The film’s wild ride dumps on these loser dopers as mindless parasites. Each time they take a snort, there’s a loud burst of music and the camera goes into a spin. It’s an anti-drug film that tries to get across its message by its zany humor, though it can’t resist near the end unloading some untimely moralizing. It’s closest in attitude to both Harmony Korine’s “Gummo and Darren Aronofsky’s ”Requiem for a Dream.”

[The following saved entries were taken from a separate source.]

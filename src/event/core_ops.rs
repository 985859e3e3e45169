//! The core-facing surface a dispatch thunk needs at call time.
//!
//! A [`super::registry::Thunk`] is stored for the lifetime of a
//! registration, far longer than any single [`crate::scheduler::VirtualCore`]
//! borrow can live, so it cannot close over a core reference. Instead every
//! dispatch call hands the thunk a fresh `&mut dyn CoreOps`, implemented by
//! whichever [`crate::scheduler::VirtualCore`] is doing the dispatching.
//! Kept here (not in `actor`) so the event layer has no dependency on the
//! actor layer.

use std::time::Duration;

use crate::id::ActorId;

use super::registry::Thunk;
use super::Frame;

/// A type-erased `on_callback` invocation, closed over the same actor
/// handle a [`Thunk`] would be (§4.4, `register_callback`).
pub type CallbackThunk = Box<dyn FnMut(&mut dyn CoreOps)>;

/// A type-erased one-shot callback for `ActorContext::schedule` /
/// `async::callback` (§4.6), run once its delay elapses.
pub type DeferredFn = Box<dyn FnOnce(&mut dyn CoreOps)>;

/// Readiness bits for a registered I/O source, copied out of the
/// underlying `mio::event::Event` before a callback runs (§5, reactor
/// bridge) so the callback never has to borrow the reactor's event buffer.
#[derive(Debug, Clone, Copy, Default)]
pub struct Readiness {
    pub readable: bool,
    pub writable: bool,
    pub error: bool,
}

/// A callback driven by socket/file readiness, installed by a transport
/// (`tcp`/`udp`/`ssl`/`file_watch`) through [`CoreOps::insert_io_source`].
pub type IoSourceFn = Box<dyn FnMut(Readiness, &mut dyn CoreOps)>;

/// Object-safe core operations an [`crate::actor::ActorContext`] forwards to.
pub trait CoreOps {
    fn core_id(&self) -> u16;

    /// Whether `actor` is currently registered and alive on its core.
    /// `actor` is always a concrete id; broadcast patterns are resolved by
    /// [`CoreOps::broadcast_targets`] before this is ever called with them.
    fn is_alive(&self, actor: ActorId) -> bool;

    /// Resolve a broadcast pattern (§4.1) to the concrete actor ids it
    /// addresses, so the caller can enqueue one copy per recipient.
    /// Membership reflects the roster assigned at `Engine::start()`, not
    /// current liveness — a dead recipient is still returned and then
    /// dropped normally by the per-recipient `enqueue`/`is_alive` check.
    fn broadcast_targets(&self, pattern: ActorId) -> Vec<ActorId>;

    /// Route `frame` toward `destination`, local or remote. `destination`
    /// is always a concrete id.
    fn enqueue(&mut self, destination: ActorId, frame: Frame);

    /// Install `thunk` as the handler for `type_id` on `actor`, effective
    /// at the next dispatch step.
    fn register_thunk(&mut self, type_id: u32, actor: ActorId, thunk: Thunk);

    /// Remove the handler for `type_id` on `actor`, effective at the next
    /// dispatch step.
    fn unregister_thunk(&mut self, type_id: u32, actor: ActorId);

    /// Install `thunk` as `actor`'s per-tick callback and mark it active.
    /// A second call replaces the thunk and leaves membership unchanged.
    fn register_callback(&mut self, actor: ActorId, thunk: CallbackThunk);

    /// Remove `actor` from the set invoked each tick. The thunk, if any,
    /// stays installed so a later `register_callback` need not re-supply
    /// it, but it will not run until re-registered.
    fn unregister_callback(&mut self, actor: ActorId);

    /// Tear the actor down immediately: drop its handle, clear its
    /// registrations, mark it dead in the liveness table.
    fn kill(&mut self, actor: ActorId);

    /// Run `callback` on this core after `delay` (§4.6 `async::callback`).
    /// Guaranteed to run on the same core that scheduled it, never before
    /// the calling handler returns.
    fn schedule_after(&mut self, actor: ActorId, delay: Duration, callback: DeferredFn);

    /// Arm a `with_timeout` delivery for `actor`. `None` re-arms with the
    /// interval last passed here; `Some(d)` sets and remembers `d`.
    fn arm_timer(&mut self, actor: ActorId, interval: Option<Duration>);

    /// The `mio::Registry` a transport must register its raw socket/file
    /// source with, using the `mio::Token` returned by
    /// [`CoreOps::insert_io_source`].
    fn io_registry(&self) -> &mio::Registry;

    /// Predict the token [`CoreOps::insert_io_source`] will hand back for
    /// the very next call, so a transport can register its raw socket with
    /// `io_registry()` *before* the callback (which typically needs to own
    /// that same socket) is installed. Valid only if no other
    /// `insert_io_source`/`remove_io_source` call happens in between.
    fn reserve_io_token(&self) -> mio::Token;

    /// Reserve a readiness-driven callback slot and return the token to
    /// register the underlying source under. Safe to call re-entrantly
    /// from inside another source's own callback (e.g. a TCP listener
    /// accepting a connection and registering it immediately).
    fn insert_io_source(&mut self, callback: IoSourceFn) -> mio::Token;

    /// Drop the callback installed at `token`. A no-op if it was already
    /// removed (e.g. by itself, on disconnect).
    fn remove_io_source(&mut self, token: mio::Token);
}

The druggies throughout are occupied watching porn, professional wrestling, cartoons, or the reality based cop TV show Bust. The gross-out highlight is not only watching Cookie take a dump, but watching it come out and fall into the toilet. Debbie Harry appears as a butch lesbian phone sex operator, who has a morbidly funny scene trying to get the almost impotent Spider to relieve himself while he has a sock on his private part. Eric Roberts plays a flamboyant gay drug distributor, who plays house with two male bodybuilder boy toys in the big city. There’s even a cameo by porn actor Ron Jeremy as a bartender.

Spun is only for those who come to laugh at the speed freaks, and for those Mickey Rourke fans. The Man is still funnier and weirder than any other cast member, in a madcap performance that would have endeared him to Andy Warhol.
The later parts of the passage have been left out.